Public Release:  Potential new HIV drug may help patients not responding to treatment

Imperial College London

A potential treatment for HIV may one day help people who are not responding to Anti-Retroviral Therapy, suggests new research published tomorrow in The Journal of Immunology. Scientists looking at monkeys with the simian form of HIV were able to reduce the virus levels in the blood to undetectable levels, by treating the monkeys with a molecule called D-1mT alongside Anti-Retroviral Therapy (ART).

Simian Immunodeficiency Virus (SIV) is very similar to Human Immunodeficiency Virus (HIV) and it is used to study the condition in animal models. In both HIV and SIV, the level of virus in the blood, or 'viral load', is important because when the viral load is high, the disease progresses and it depletes the patient's immune system. This eventually leads to the onset of Acquired Immune Deficiency Syndrome (AIDS), where the patient cannot fight infections which would be innocuous in healthy individuals.

Currently, the 'gold standard' treatment for HIV is Highly Active Anti-Retroviral Therapy (HAART), a cocktail of drugs that reduces the viral load by stopping the virus from replicating. HAART can increase the life expectancy of an HIV-positive patient substantially if it works well. However, the treatment is not effective for around one in ten patients, partly because some develop resistance to the drugs used in HAART. The researchers, from Imperial College London, the National Cancer Institute, Bethesda, and Innsbruck Medical University, hope their study could ultimately lead to a new treatment that will help HAART to work more effectively in these people.

In the new study, researchers gave daily doses of a modified amino acid called D-1mT to 11 rhesus macaques infected with SIV. All of the macaques had been treated with ART for at least four months.

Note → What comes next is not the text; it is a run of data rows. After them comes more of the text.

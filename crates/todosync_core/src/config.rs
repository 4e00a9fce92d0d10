//! Sync engine configuration.
//!
//! # Responsibility
//! - Hold tunables for batching, timeouts, backoff and network debounce.
//! - Load them from JSON with per-field defaults and validate them.
//!
//! # Invariants
//! - A config returned by `from_json_str`/`from_json_file` has passed
//!   `validate()`.

use crate::model::change::{validate_device_id, ValidationError};
use serde::Deserialize;
use std::path::Path;
use std::time::Duration;

pub const DEFAULT_BATCH_SIZE: usize = 50;
pub const DEFAULT_BATCH_TIMEOUT_MS: u64 = 15_000;
pub const DEFAULT_BACKOFF_BASE_MS: u64 = 1_000;
pub const DEFAULT_BACKOFF_MAX_MS: u64 = 5 * 60 * 1_000;
pub const DEFAULT_BACKOFF_JITTER_RATIO: f64 = 0.2;
pub const DEFAULT_NETWORK_DWELL_MS: u64 = 2_000;
pub const MAX_BATCH_SIZE: usize = 1_000;

#[derive(Debug, Clone, PartialEq, Deserialize)]
#[serde(default, deny_unknown_fields)]
pub struct SyncConfig {
    /// Stable identifier stamped on every change record from this device.
    pub device_id: String,
    /// Maximum records per transport call.
    pub batch_size: usize,
    /// Per-batch transport timeout; elapsing counts as a transport failure.
    pub batch_timeout_ms: u64,
    pub backoff_base_ms: u64,
    pub backoff_max_ms: u64,
    /// Upper bound of the random extra delay, as a fraction of the delay.
    pub backoff_jitter_ratio: f64,
    /// Minimum time a connectivity change must persist before it is reported.
    pub network_dwell_ms: u64,
    /// Fixes the jitter sequence; `None` seeds from OS entropy.
    pub jitter_seed: Option<u64>,
}

impl Default for SyncConfig {
    fn default() -> Self {
        Self {
            device_id: "local".to_string(),
            batch_size: DEFAULT_BATCH_SIZE,
            batch_timeout_ms: DEFAULT_BATCH_TIMEOUT_MS,
            backoff_base_ms: DEFAULT_BACKOFF_BASE_MS,
            backoff_max_ms: DEFAULT_BACKOFF_MAX_MS,
            backoff_jitter_ratio: DEFAULT_BACKOFF_JITTER_RATIO,
            network_dwell_ms: DEFAULT_NETWORK_DWELL_MS,
            jitter_seed: None,
        }
    }
}

impl SyncConfig {
    /// Default config for one device.
    pub fn for_device(device_id: impl Into<String>) -> Self {
        Self {
            device_id: device_id.into(),
            ..Self::default()
        }
    }

    pub fn from_json_str(json: &str) -> Result<Self, ValidationError> {
        let config: SyncConfig = serde_json::from_str(json)
            .map_err(|err| ValidationError::InvalidConfig(err.to_string()))?;
        config.validate()?;
        Ok(config)
    }

    pub fn from_json_file(path: impl AsRef<Path>) -> Result<Self, ValidationError> {
        let path = path.as_ref();
        let raw = std::fs::read_to_string(path).map_err(|err| {
            ValidationError::InvalidConfig(format!(
                "failed to read config `{}`: {err}",
                path.display()
            ))
        })?;
        Self::from_json_str(&raw)
    }

    pub fn validate(&self) -> Result<(), ValidationError> {
        validate_device_id(&self.device_id)?;
        if self.batch_size == 0 || self.batch_size > MAX_BATCH_SIZE {
            return Err(ValidationError::InvalidConfig(format!(
                "batch_size must be within 1..={MAX_BATCH_SIZE}, got {}",
                self.batch_size
            )));
        }
        if self.batch_timeout_ms == 0 {
            return Err(ValidationError::InvalidConfig(
                "batch_timeout_ms must be positive".to_string(),
            ));
        }
        if self.backoff_base_ms == 0 || self.backoff_max_ms < self.backoff_base_ms {
            return Err(ValidationError::InvalidConfig(format!(
                "backoff requires 0 < base ({}) <= max ({})",
                self.backoff_base_ms, self.backoff_max_ms
            )));
        }
        if !(0.0..=1.0).contains(&self.backoff_jitter_ratio) {
            return Err(ValidationError::InvalidConfig(format!(
                "backoff_jitter_ratio must be within 0.0..=1.0, got {}",
                self.backoff_jitter_ratio
            )));
        }
        Ok(())
    }

    pub fn batch_timeout(&self) -> Duration {
        Duration::from_millis(self.batch_timeout_ms)
    }
}
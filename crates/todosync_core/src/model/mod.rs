//! Domain model for offline change tracking.
//!
//! # Responsibility
//! - Define change records, entity snapshots and the todo entity.
//! - Keep validation rules next to the data they protect.
//!
//! # Invariants
//! - Every synchronized object is addressed by an `EntityRef`.
//! - Deletion is represented by tombstones, not hard delete.

pub mod change;
pub mod entity;
pub mod todo;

Eight of the macaques had higher viral loads (reaching up to 100,000 copies of the virus per millilitre of blood), because they were not responding completely to the treatment. However, three had undetectable viral loads (fewer than 50 copies of the virus per millilitre of blood), because ART was working well.

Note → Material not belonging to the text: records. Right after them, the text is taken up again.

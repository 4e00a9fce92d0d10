//! SQLite migration registry and executor.
//!
//! # Responsibility
//! - Register schema migrations in strictly increasing order.
//! - Apply pending migrations in one transaction.
//!
//! # Invariants
//! - `version` values must remain monotonic.
//! - Applied migration version is mirrored to `PRAGMA user_version`.
//! - A failing migration leaves the schema at its previous version.

use crate::db::{DbError, DbResult};
use log::info;
use rusqlite::Connection;

#[derive(Debug, Clone, Copy)]
struct Migration {
    version: u32,
    name: &'static str,
    sql: &'static str,
}

const MIGRATIONS: &[Migration] = &[Migration {
    version: 1,
    name: "kv_entries",
    sql: include_str!("0001_kv_entries.sql"),
}];

/// Returns the latest migration version known by this binary.
pub fn latest_version() -> u32 {
    MIGRATIONS.last().map_or(0, |migration| migration.version)
}

/// Applies all pending migrations on the provided connection.
///
/// Returns the number of migrations applied.
pub fn apply_migrations(conn: &mut Connection) -> DbResult<usize> {
    let current_version = current_user_version(conn)?;
    let latest = latest_version();

    if current_version > latest {
        return Err(DbError::UnsupportedSchemaVersion {
            db_version: current_version,
            latest_supported: latest,
        });
    }

    if current_version == latest {
        return Ok(0);
    }

    let tx = conn.transaction()?;
    let mut applied = 0;
    for migration in MIGRATIONS
        .iter()
        .filter(|migration| migration.version > current_version)
    {
        tx.execute_batch(migration.sql)
            .and_then(|()| {
                tx.execute_batch(&format!("PRAGMA user_version = {};", migration.version))
            })
            .map_err(|source| DbError::Migration {
                version: migration.version,
                source,
            })?;
        info!(
            "event=db_migrate module=db status=ok version={} name={}",
            migration.version, migration.name
        );
        applied += 1;
    }
    tx.commit()?;

    Ok(applied)
}

fn current_user_version(conn: &Connection) -> DbResult<u32> {
    let version = conn.query_row("PRAGMA user_version;", [], |row| row.get::<_, u32>(0))?;
    Ok(version)
}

The researchers took blood samples at six and 13 days. After six days, only three of the macaques had detectable SIV levels and after 13 days the virus could only be found in two of them, at very low levels (below 1,000 copies of the virus per millilitre of blood). The researchers repeated the research in eight macaques that were not being treated with ART but this time they found no change in viral load over 13 days.

Dr Adriano Boasso from Imperial College London said: "HIV can have a devastating effect on people's lives but with advances in Anti-Retroviral Therapy it is becoming a more chronic, manageable disease. Unfortunately, treatment does not work for everyone - some people develop resistance to the drugs and when that happens, we start to run out of options for treating them and delaying the onset of AIDS.

"Our early findings suggest that D-1mT could be used alongside antiretroviral therapy to stop the virus from replicating. The disease can only progress if the virus is replicating, so if we can slow replication down we can reduce the impact of the disease on the patient's life. We still need to figure out how D-1mT is working, then we can think about developing this as a potential treatment for HIV," added Dr Boasso.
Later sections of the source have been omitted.